Records for this task:
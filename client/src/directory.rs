//! Player identity lookup. The engine only deals in player ids; names and
//! online status come from whatever implements [`PlayerDirectory`].

use shared::{Party, PlayerId, PlayerInfo};
use std::collections::HashMap;

pub trait PlayerDirectory {
    fn lookup(&self, player_id: PlayerId) -> Option<&PlayerInfo>;

    /// Exact, case-insensitive name match.
    fn find_by_name(&self, name: &str) -> Option<&PlayerInfo>;

    fn players(&self) -> Vec<&PlayerInfo>;

    fn display_name(&self, player_id: PlayerId) -> String {
        self.lookup(player_id)
            .map(|p| p.name.clone())
            .unwrap_or_else(|| format!("player#{}", player_id))
    }
}

/// Directory kept up to date from the server's `Directory` packets.
#[derive(Debug, Default, Clone)]
pub struct PlayerRoster {
    players: HashMap<PlayerId, PlayerInfo>,
}

impl PlayerRoster {
    pub fn new() -> Self {
        Self::default()
    }

    /// Replaces the roster wholesale.
    pub fn update(&mut self, players: Vec<PlayerInfo>) {
        self.players = players.into_iter().map(|p| (p.id, p)).collect();
    }

    pub fn len(&self) -> usize {
        self.players.len()
    }

    pub fn is_empty(&self) -> bool {
        self.players.is_empty()
    }
}

impl PlayerDirectory for PlayerRoster {
    fn lookup(&self, player_id: PlayerId) -> Option<&PlayerInfo> {
        self.players.get(&player_id)
    }

    fn find_by_name(&self, name: &str) -> Option<&PlayerInfo> {
        self.players
            .values()
            .find(|p| p.name.eq_ignore_ascii_case(name))
    }

    fn players(&self) -> Vec<&PlayerInfo> {
        let mut players: Vec<&PlayerInfo> = self.players.values().collect();
        players.sort_by(|a, b| a.name.to_lowercase().cmp(&b.name.to_lowercase()));
        players
    }
}

/// Players the local player could invite: online, not already in the party,
/// and whose name contains `query` (case-insensitive). An empty query lists
/// everyone.
pub fn invite_candidates(
    directory: &dyn PlayerDirectory,
    party: &Party,
    local_player: PlayerId,
    query: &str,
) -> Vec<PlayerInfo> {
    let query = query.trim().to_lowercase();
    directory
        .players()
        .into_iter()
        .filter(|p| p.id != local_player && p.online && !party.contains(p.id))
        .filter(|p| query.is_empty() || p.name.to_lowercase().contains(&query))
        .cloned()
        .collect()
}

#[cfg(test)]
mod tests {
    use super::*;
    use shared::PartyMember;

    fn roster() -> PlayerRoster {
        let mut roster = PlayerRoster::new();
        roster.update(vec![
            PlayerInfo {
                id: 1,
                name: "Alice".to_string(),
                online: true,
            },
            PlayerInfo {
                id: 2,
                name: "bob".to_string(),
                online: true,
            },
            PlayerInfo {
                id: 3,
                name: "Carol".to_string(),
                online: false,
            },
            PlayerInfo {
                id: 4,
                name: "Bobby".to_string(),
                online: true,
            },
        ]);
        roster
    }

    #[test]
    fn test_lookup_and_find_by_name() {
        let roster = roster();
        assert_eq!(roster.len(), 4);
        assert_eq!(roster.lookup(2).unwrap().name, "bob");
        assert_eq!(roster.find_by_name("ALICE").unwrap().id, 1);
        assert!(roster.find_by_name("dave").is_none());
        assert_eq!(roster.display_name(9), "player#9");
    }

    #[test]
    fn test_players_sorted_by_name() {
        let roster = roster();
        let names: Vec<&str> = roster.players().iter().map(|p| p.name.as_str()).collect();
        assert_eq!(names, vec!["Alice", "bob", "Bobby", "Carol"]);
    }

    #[test]
    fn test_invite_candidates_filter() {
        let roster = roster();
        let party = Party::solo(1);

        let all: Vec<PlayerId> = invite_candidates(&roster, &party, 1, "")
            .iter()
            .map(|p| p.id)
            .collect();
        assert_eq!(all, vec![2, 4]);

        let bobs: Vec<PlayerId> = invite_candidates(&roster, &party, 1, "BO")
            .iter()
            .map(|p| p.id)
            .collect();
        assert_eq!(bobs, vec![2, 4]);

        let mut party = Party::new(5, 1, 1);
        party.add_member(PartyMember::new(4));
        let rest: Vec<PlayerId> = invite_candidates(&roster, &party, 1, "b")
            .iter()
            .map(|p| p.id)
            .collect();
        assert_eq!(rest, vec![2]);
    }
}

Task brief:
Each entry above is to be copied out exactly as written.

Expected answer:
filename client/src/directory.rs
//! Player identity lookup. The engine only deals in player ids; names and
//! online status come from whatever implements [`PlayerDirectory`].

use shared::{Party, PlayerId, PlayerInfo};
use std::collections::HashMap;

pub trait PlayerDirectory {
    fn lookup(&self, player_id: PlayerId) -> Option<&PlayerInfo>;

    /// Exact, case-insensitive name match.
    fn find_by_name(&self, name: &str) -> Option<&PlayerInfo>;

    fn players(&self) -> Vec<&PlayerInfo>;

    fn display_name(&self, player_id: PlayerId) -> String {
        self.lookup(player_id)
            .map(|p| p.name.clone())
            .unwrap_or_else(|| format!("player#{}", player_id))
    }
}

/// Directory kept up to date from the server's `Directory` packets.
#[derive(Debug, Default, Clone)]
pub struct PlayerRoster {
    players: HashMap<PlayerId, PlayerInfo>,
}

impl PlayerRoster {
    pub fn new() -> Self {
        Self::default()
    }

    /// Replaces the roster wholesale.
    pub fn update(&mut self, players: Vec<PlayerInfo>) {
        self.players = players.into_iter().map(|p| (p.id, p)).collect();
    }

    pub fn len(&self) -> usize {
        self.players.len()
    }

    pub fn is_empty(&self) -> bool {
        self.players.is_empty()
    }
}

impl PlayerDirectory for PlayerRoster {
    fn lookup(&self, player_id: PlayerId) -> Option<&PlayerInfo> {
        self.players.get(&player_id)
    }

    fn find_by_name(&self, name: &str) -> Option<&PlayerInfo> {
        self.players
            .values()
            .find(|p| p.name.eq_ignore_ascii_case(name))
    }

    fn players(&self) -> Vec<&PlayerInfo> {
        let mut players: Vec<&PlayerInfo> = self.players.values().collect();
        players.sort_by(|a, b| a.name.to_lowercase().cmp(&b.name.to_lowercase()));
        players
    }
}

/// Players the local player could invite: online, not already in the party,
/// and whose name contains `query` (case-insensitive). An empty query lists
/// everyone.
pub fn invite_candidates(
    directory: &dyn PlayerDirectory,
    party: &Party,
    local_player: PlayerId,
    query: &str,
) -> Vec<PlayerInfo> {
    let query = query.trim().to_lowercase();
    directory
        .players()
        .into_iter()
        .filter(|p| p.id != local_player && p.online && !party.contains(p.id))
        .filter(|p| query.is_empty() || p.name.to_lowercase().contains(&query))
        .cloned()
        .collect()
}

#[cfg(test)]
mod tests {
    use super::*;
    use shared::PartyMember;

    fn roster() -> PlayerRoster {
        let mut roster = PlayerRoster::new();
        roster.update(vec![
            PlayerInfo {
                id: 1,
                name: "Alice".to_string(),
                online: true,
            },
            PlayerInfo {
                id: 2,
                name: "bob".to_string(),
                online: true,
            },
            PlayerInfo {
                id: 3,
                name: "Carol".to_string(),
                online: false,
            },
            PlayerInfo {
                id: 4,
                name: "Bobby".to_string(),
                online: true,
            },
        ]);
        roster
    }

    #[test]
    fn test_lookup_and_find_by_name() {
        let roster = roster();
        assert_eq!(roster.len(), 4);
        assert_eq!(roster.lookup(2).unwrap().name, "bob");
        assert_eq!(roster.find_by_name("ALICE").unwrap().id, 1);
        assert!(roster.find_by_name("dave").is_none());
        assert_eq!(roster.display_name(9), "player#9");
    }

    #[test]
    fn test_players_sorted_by_name() {
        let roster = roster();
        let names: Vec<&str> = roster.players().iter().map(|p| p.name.as_str()).collect();
        assert_eq!(names, vec!["Alice", "bob", "Bobby", "Carol"]);
    }

    #[test]
    fn test_invite_candidates_filter() {
        let roster = roster();
        let party = Party::solo(1);

        let all: Vec<PlayerId> = invite_candidates(&roster, &party, 1, "")
            .iter()
            .map(|p| p.id)
            .collect();
        assert_eq!(all, vec![2, 4]);

        let bobs: Vec<PlayerId> = invite_candidates(&roster, &party, 1, "BO")
            .iter()
            .map(|p| p.id)
            .collect();
        assert_eq!(bobs, vec![2, 4]);

        let mut party = Party::new(5, 1, 1);
        party.add_member(PartyMember::new(4));
        let rest: Vec<PlayerId> = invite_candidates(&roster, &party, 1, "b")
            .iter()
            .map(|p| p.id)
            .collect();
        assert_eq!(rest, vec![2]);
    }
}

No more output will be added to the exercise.